Ya tentu ada dosen-dosen dan peneliti yang punya kontribusi besar dalam perjalanan intelektual saya. Tapi jumlahnya sedikit dan sifatnya sangat personal. Sementara genre intelektual yang lain ini punya pengaruh yang lebih luas sekaligus lebih dalam. Dibanding membaca paper-paper yang menjemukan dan membosankan itu, produk-produk dari genre yang lain ini justru mencerdaskan, sekaligus menyentuh. Mereka adalah gabungan orang pintar dengan orang yang jago berbicara.

Jadi, sepertinya ada addendum dalam cita-cita saya di usia segini. Tapi saya sambil pikir-pikir lagi. Ada tidak ya penulis esai yang tulisannya egois dan narsis begini? Ada tidak ya penulis esai yang personal esainya kelewat personal sehingga bagian esainya tidak lagi punya bobot?
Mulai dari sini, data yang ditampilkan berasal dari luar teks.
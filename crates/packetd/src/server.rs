//! §4.D: bind, accept loop, worker reaping, cooperative shutdown.

use crate::backing_store::{BackingStore, DeviceBackingStore, FileBackingStore};
use crate::config::{BackingMode, ServerConfig};
use crate::error::ServerError;
use crate::signals::{wait_for_shutdown_signal, StopFlag};
use crate::worker;
use chardev::Device;
use std::net::SocketAddr;
use std::path::PathBuf;
use std::sync::Arc;
use tokio::net::TcpListener;
use tokio::task::JoinSet;

/// Owns the listening socket, the shared backing store, and the set of
/// live connection-worker tasks.
///
/// Per the design note on worker-list ownership, only the acceptor task
/// ever touches `workers` — connection tasks signal completion simply by
/// returning, and `JoinSet` reaps them without any descriptor the workers
/// themselves need to reach into.
pub struct Server {
    listener: TcpListener,
    store: Arc<dyn BackingStore>,
    stop: StopFlag,
    rx_chunk: usize,
    backing_mode: BackingMode,
    data_path: PathBuf,
}

impl Server {
    /// Binds and listens on the configured port synchronously, before any
    /// async runtime exists.
    ///
    /// This is deliberately not async: daemonization (`-d`) forks the
    /// process after a successful bind but before the accept loop starts,
    /// and `fork()` is only safe while the process is still single-
    /// threaded. A multi-threaded Tokio runtime must not be running yet
    /// when that happens, so binding has to be a plain blocking syscall
    /// sequence the caller can do ahead of ever starting one. See
    /// [`Self::from_std`] for the async half that resumes after the fork.
    pub fn bind_std(config: &ServerConfig) -> Result<std::net::TcpListener, ServerError> {
        let addr = SocketAddr::from(([0, 0, 0, 0], config.port));
        bind_reusable_blocking(addr, config.backlog).map_err(|source| ServerError::BindFailed { addr, source })
    }

    /// Takes ownership of an already-bound, already-listening socket and
    /// wraps it for the accept loop. Must be called from within a Tokio
    /// runtime.
    pub async fn from_std(listener: std::net::TcpListener, config: &ServerConfig) -> Result<Self, ServerError> {
        let addr = listener.local_addr().unwrap_or_else(|_| SocketAddr::from(([0, 0, 0, 0], config.port)));
        listener.set_nonblocking(true).map_err(|source| ServerError::BindFailed { addr, source })?;
        let listener = TcpListener::from_std(listener).map_err(|source| ServerError::BindFailed { addr, source })?;

        let store: Arc<dyn BackingStore> = match config.backing_mode {
            BackingMode::File => Arc::new(FileBackingStore::new(config.data_path.clone())),
            BackingMode::Device => Arc::new(DeviceBackingStore::new(Arc::new(Device::new()))),
        };

        Ok(Self {
            listener,
            store,
            stop: StopFlag::new(),
            rx_chunk: config.rx_chunk,
            backing_mode: config.backing_mode,
            data_path: config.data_path.clone(),
        })
    }

    /// Convenience for callers that never daemonize: binds and wraps in
    /// one step. Tests and the non-daemonizing path use this; the `-d`
    /// path in `main` uses [`Self::bind_std`] and [`Self::from_std`]
    /// separately so it can fork in between.
    pub async fn bind(config: &ServerConfig) -> Result<Self, ServerError> {
        let listener = Self::bind_std(config)?;
        Self::from_std(listener, config).await
    }

    /// The local address actually bound, useful when `ServerConfig::port`
    /// is `0` and the OS assigns an ephemeral port.
    #[must_use]
    pub fn local_addr(&self) -> std::io::Result<SocketAddr> {
        self.listener.local_addr()
    }

    /// A cloneable handle that can trigger the same shutdown path a
    /// SIGINT/SIGTERM would.
    #[must_use]
    pub fn stop_handle(&self) -> StopFlag {
        self.stop.clone()
    }

    /// Runs the accept loop until the stop flag is set, then joins every
    /// outstanding worker before returning.
    pub async fn run(self) {
        let stop = self.stop.clone();
        let signal_task = tokio::spawn(wait_for_shutdown_signal(stop.clone()));

        let mut workers: JoinSet<()> = JoinSet::new();

        while !self.stop.is_set() {
            tokio::select! {
                biased;

                () = wait_for_stop(&self.stop) => {
                    break;
                }

                accepted = self.listener.accept() => {
                    match accepted {
                        Ok((stream, peer)) => {
                            let store = Arc::clone(&self.store);
                            let rx_chunk = self.rx_chunk;
                            workers.spawn(async move {
                                worker::run(stream, peer, store, rx_chunk).await;
                            });
                        }
                        Err(e) => match worker::classify_accept_error(&e) {
                            ServerError::Interrupted if self.stop.is_set() => break,
                            ServerError::Interrupted => continue,
                            other => tracing::warn!(%other, "accept failed"),
                        },
                    }
                }

                // Opportunistically reap workers that have already
                // finished; this is the JoinSet analogue of the SLIST
                // "skip descriptors whose done flag is set" reaping pass.
                Some(result) = workers.join_next(), if !workers.is_empty() => {
                    if let Err(e) = result {
                        tracing::warn!(%e, "connection worker panicked");
                    }
                }
            }
        }

        // Drain the rest: join every outstanding worker before returning.
        while let Some(result) = workers.join_next().await {
            if let Err(e) = result {
                tracing::warn!(%e, "connection worker panicked during shutdown");
            }
        }

        // File-backed mode never truncates the data file except here:
        // unlink it on shutdown, treating "already gone" as success.
        if self.backing_mode == BackingMode::File {
            if let Err(e) = tokio::fs::remove_file(&self.data_path).await {
                if e.kind() != std::io::ErrorKind::NotFound {
                    tracing::warn!(%e, path = %self.data_path.display(), "failed to remove backing data file");
                }
            }
        }

        signal_task.abort();
    }
}

async fn wait_for_stop(stop: &StopFlag) {
    while !stop.is_set() {
        tokio::time::sleep(std::time::Duration::from_millis(20)).await;
    }
}

/// Plain blocking `socket()`/`setsockopt()`/`bind()`/`listen()`, matching
/// `open_listen_socket()` in the original server: `SO_REUSEADDR` and
/// `SO_REUSEPORT` are set before `bind` so a restarted server doesn't wait
/// out `TIME_WAIT` on the previous listener.
#[cfg(unix)]
fn bind_reusable_blocking(addr: SocketAddr, backlog: i32) -> std::io::Result<std::net::TcpListener> {
    use std::os::unix::io::FromRawFd;

    // SAFETY: every libc call below is checked for a negative (error)
    // return before the fd is trusted; `sockaddr_in` is a plain-old-data
    // struct fully initialized before `bind`.
    unsafe {
        let fd = libc::socket(libc::AF_INET, libc::SOCK_STREAM, 0);
        if fd < 0 {
            return Err(std::io::Error::last_os_error());
        }

        let reuse: libc::c_int = 1;
        let opt_len = std::mem::size_of::<libc::c_int>() as libc::socklen_t;
        if libc::setsockopt(
            fd,
            libc::SOL_SOCKET,
            libc::SO_REUSEADDR,
            std::ptr::addr_of!(reuse).cast(),
            opt_len,
        ) < 0
        {
            let err = std::io::Error::last_os_error();
            libc::close(fd);
            return Err(err);
        }
        // Best-effort: not every platform's libc exposes SO_REUSEPORT, and
        // an unsupported option must not be fatal to startup.
        libc::setsockopt(fd, libc::SOL_SOCKET, libc::SO_REUSEPORT, std::ptr::addr_of!(reuse).cast(), opt_len);

        let sockaddr = libc::sockaddr_in {
            sin_family: libc::AF_INET as libc::sa_family_t,
            sin_port: addr.port().to_be(),
            sin_addr: libc::in_addr { s_addr: 0 }, // INADDR_ANY
            sin_zero: [0; 8],
        };

        let bind_result = libc::bind(
            fd,
            std::ptr::addr_of!(sockaddr).cast(),
            std::mem::size_of::<libc::sockaddr_in>() as libc::socklen_t,
        );
        if bind_result < 0 {
            let err = std::io::Error::last_os_error();
            libc::close(fd);
            return Err(err);
        }

        if libc::listen(fd, backlog) < 0 {
            let err = std::io::Error::last_os_error();
            libc::close(fd);
            return Err(err);
        }

        Ok(std::net::TcpListener::from_raw_fd(fd))
    }
}

#[cfg(not(unix))]
fn bind_reusable_blocking(addr: SocketAddr, _backlog: i32) -> std::io::Result<std::net::TcpListener> {
    let socket = std::net::TcpListener::bind(addr)?;
    Ok(socket)
}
It is easy in the world to live after the world’s opinion; it is easy in solitude to live after our own; but the great man is he who in the midst of the crowd keeps with perfect sweetness the independence of solitude.
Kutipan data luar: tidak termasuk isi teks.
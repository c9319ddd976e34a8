//! The two interchangeable backing stores a connection worker can write
//! packets into and read the current store back from: a flat file
//! (default) or a [`chardev::Device`] (the same device surface the
//! character-device embodiment of this system exposes to local readers).
//!
//! The trait method [`BackingStore::commit_and_echo`] bundles append and
//! full-store read into a single call because the two backends hold their
//! internal lock for different spans of that operation — file mode keeps
//! its mutex across both steps, device mode releases it after the append
//! and reads unlocked, since the device serializes internally. Splitting
//! this into two trait methods would force every caller to reproduce that
//! per-mode distinction instead of the store itself owning it.
//! [`BackingStore::echo`] is the append-free half of the same read, used
//! after a seek control packet that must still be answered but must never
//! be stored.

use crate::error::ServerError;
use async_trait::async_trait;
use chardev::{Device, InterruptFlag, OpenFile};
use std::io::{Read, Write};
use std::path::PathBuf;
use std::sync::Arc;
use tokio::io::{AsyncReadExt, AsyncWriteExt};
use tokio::sync::Mutex as AsyncMutex;

#[async_trait]
pub trait BackingStore: Send + Sync {
    /// Appends `packet` (newline included) and returns the full current
    /// store contents, observed at a single consistent point.
    async fn commit_and_echo(&self, packet: &[u8]) -> Result<Vec<u8>, ServerError>;

    /// Returns the full current store contents without appending anything.
    ///
    /// Used after a seek control packet: §4.E streams the entire store back
    /// to the client regardless of which branch handled the packet, but the
    /// seek command itself is never stored.
    async fn echo(&self) -> Result<Vec<u8>, ServerError>;

    /// Repositions the store's read cursor to the start of write command
    /// `command_index` plus `byte_offset` bytes within it.
    ///
    /// Only meaningful for device-backed stores; file-backed stores have
    /// no addressable cursor and reject every call with `NotTty`.
    async fn seek_to(&self, command_index: u32, byte_offset: u32) -> Result<(), ServerError>;

    /// Whether the inline `AESDCHAR_IOCSEEKTO:` control packet should be
    /// interpreted as a seek request for this store, per §6.
    fn interprets_seek_commands(&self) -> bool;
}

/// Appends committed packets to a flat file, created on demand.
pub struct FileBackingStore {
    path: PathBuf,
    mutex: AsyncMutex<()>,
}

impl FileBackingStore {
    #[must_use]
    pub fn new(path: PathBuf) -> Self {
        Self { path, mutex: AsyncMutex::new(()) }
    }
}

#[async_trait]
impl BackingStore for FileBackingStore {
    async fn commit_and_echo(&self, packet: &[u8]) -> Result<Vec<u8>, ServerError> {
        let _guard = self.mutex.lock().await;

        let mut file = tokio::fs::OpenOptions::new()
            .create(true)
            .append(true)
            .open(&self.path)
            .await?;
        file.write_all(packet).await?;
        file.flush().await?;
        drop(file);

        let contents = tokio::fs::read(&self.path).await?;
        Ok(contents)
    }

    async fn echo(&self) -> Result<Vec<u8>, ServerError> {
        let _guard = self.mutex.lock().await;
        match tokio::fs::read(&self.path).await {
            Ok(contents) => Ok(contents),
            Err(e) if e.kind() == std::io::ErrorKind::NotFound => Ok(Vec::new()),
            Err(e) => Err(e.into()),
        }
    }

    async fn seek_to(&self, _command_index: u32, _byte_offset: u32) -> Result<(), ServerError> {
        Err(ServerError::NotTty)
    }

    fn interprets_seek_commands(&self) -> bool {
        false
    }
}

/// Routes committed packets through a [`chardev::Device`] instead of a
/// flat file. The device's own interruptible mutex serializes the append;
/// the subsequent full-store read is not additionally guarded, per the
/// design note on per-mode locking granularity.
pub struct DeviceBackingStore {
    device: Arc<Device>,
    handle: AsyncMutex<OpenFile>,
    interrupt: InterruptFlag,
}

impl DeviceBackingStore {
    #[must_use]
    pub fn new(device: Arc<Device>) -> Self {
        let interrupt = InterruptFlag::new();
        let handle = OpenFile::open(Arc::clone(&device), interrupt.clone());
        Self { device, handle: AsyncMutex::new(handle), interrupt }
    }
}

impl DeviceBackingStore {
    /// Reads the device from the start to its current end, on a blocking
    /// task of its own since `chardev::Device` is a synchronous `std::io`
    /// surface.
    async fn read_all(&self) -> Result<Vec<u8>, ServerError> {
        let device = Arc::clone(&self.device);
        let interrupt = self.interrupt.clone();
        let contents = tokio::task::spawn_blocking(move || -> std::io::Result<Vec<u8>> {
            let mut reader = OpenFile::open(device, interrupt);
            let mut buf = Vec::new();
            reader.read_to_end(&mut buf)?;
            Ok(buf)
        })
        .await
        .map_err(|e| ServerError::Io(std::io::Error::other(e)))??;

        Ok(contents)
    }
}

#[async_trait]
impl BackingStore for DeviceBackingStore {
    async fn commit_and_echo(&self, packet: &[u8]) -> Result<Vec<u8>, ServerError> {
        {
            let mut handle = self.handle.lock().await;
            let packet = packet.to_vec();
            tokio::task::block_in_place(|| handle.write_all(&packet))?;
        }

        self.read_all().await
    }

    async fn echo(&self) -> Result<Vec<u8>, ServerError> {
        self.read_all().await
    }

    async fn seek_to(&self, command_index: u32, byte_offset: u32) -> Result<(), ServerError> {
        let mut handle = self.handle.lock().await;
        tokio::task::block_in_place(|| handle.ioctl_seek_to(command_index, byte_offset))?;
        Ok(())
    }

    fn interprets_seek_commands(&self) -> bool {
        true
    }
}

#[cfg(test)]
mod tests {
    use super::*;

    #[tokio::test]
    async fn file_store_appends_and_echoes_full_contents() {
        let dir = std::env::temp_dir().join(format!("packetd-test-{}", std::process::id()));
        let store = FileBackingStore::new(dir.clone());

        let echo = store.commit_and_echo(b"alpha\n").await.unwrap();
        assert_eq!(echo, b"alpha\n");

        let echo = store.commit_and_echo(b"beta\n").await.unwrap();
        assert_eq!(echo, b"alpha\nbeta\n");

        let _ = tokio::fs::remove_file(&dir).await;
    }

    #[tokio::test]
    async fn file_store_rejects_seek() {
        let dir = std::env::temp_dir().join(format!("packetd-test-seek-{}", std::process::id()));
        let store = FileBackingStore::new(dir.clone());
        assert!(!store.interprets_seek_commands());
        let err = store.seek_to(0, 0).await.unwrap_err();
        assert!(matches!(err, ServerError::NotTty));
    }

    #[tokio::test]
    async fn file_store_echo_reflects_current_contents_without_appending() {
        let dir = std::env::temp_dir().join(format!("packetd-test-echo-{}", std::process::id()));
        let store = FileBackingStore::new(dir.clone());

        assert_eq!(store.echo().await.unwrap(), Vec::<u8>::new());

        store.commit_and_echo(b"alpha\n").await.unwrap();
        assert_eq!(store.echo().await.unwrap(), b"alpha\n");
        // Calling echo again must not change the contents.
        assert_eq!(store.echo().await.unwrap(), b"alpha\n");

        let _ = tokio::fs::remove_file(&dir).await;
    }

    #[tokio::test(flavor = "multi_thread")]
    async fn device_store_appends_and_echoes_full_contents() {
        let store = DeviceBackingStore::new(Arc::new(Device::new()));
        assert!(store.interprets_seek_commands());

        let echo = store.commit_and_echo(b"alpha\n").await.unwrap();
        assert_eq!(echo, b"alpha\n");

        let echo = store.commit_and_echo(b"beta\n").await.unwrap();
        assert_eq!(echo, b"alpha\nbeta\n");
    }

    #[tokio::test(flavor = "multi_thread")]
    async fn device_store_echo_returns_current_contents_without_appending() {
        let store = DeviceBackingStore::new(Arc::new(Device::new()));
        assert_eq!(store.echo().await.unwrap(), Vec::<u8>::new());

        store.commit_and_echo(b"alpha\n").await.unwrap();
        assert_eq!(store.echo().await.unwrap(), b"alpha\n");
        // A second echo with no intervening commit sees the same bytes.
        assert_eq!(store.echo().await.unwrap(), b"alpha\n");
    }

    #[tokio::test(flavor = "multi_thread")]
    async fn device_store_seek_then_echo_is_unaffected_by_cursor_state() {
        let store = DeviceBackingStore::new(Arc::new(Device::new()));
        store.commit_and_echo(b"alpha\n").await.unwrap();
        store.commit_and_echo(b"beta\n").await.unwrap();

        store.seek_to(1, 2).await.unwrap();

        // commit_and_echo always observes the full store from the start,
        // independent of any outstanding seek cursor.
        let echo = store.commit_and_echo(b"gamma\n").await.unwrap();
        assert_eq!(echo, b"alpha\nbeta\ngamma\n");
    }

    #[tokio::test(flavor = "multi_thread")]
    async fn device_store_seek_out_of_range_is_invalid() {
        let store = DeviceBackingStore::new(Arc::new(Device::new()));
        store.commit_and_echo(b"alpha\n").await.unwrap();

        let err = store.seek_to(5, 0).await.unwrap_err();
        assert!(matches!(err, ServerError::Invalid));
    }
}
Ya, seandainya cita-cita ini gagal bermanfaat untuk orang banyak, saya yakin manfaatnya tetap ada untuk diri sendiri. Karena saya yakin betul, menulis esai, tujuan utamanya, ya untuk diri sendiri, bukan untuk siapa-siapa. Bahwa nanti dibaca orang, itu rumus lama risalah akan menemukan pembacanya saja. Tapi bahwa tulisan itu mewujud, itu tak bukan dan tak lain adalah pergulatan penulisnya sendiri saja.

TL;DR

Karena nyari sekolah S3 yang bisa sambil kerja tapi dapat beasiswa susah, buruh tulis ini menghibur dirinya untuk jadi penulis esai lepasan saja. Supaya gak mulia-mulia amat, ia berkilah bahwa ia menulis esai untuk dirinya saja, bukan untuk orang banyak.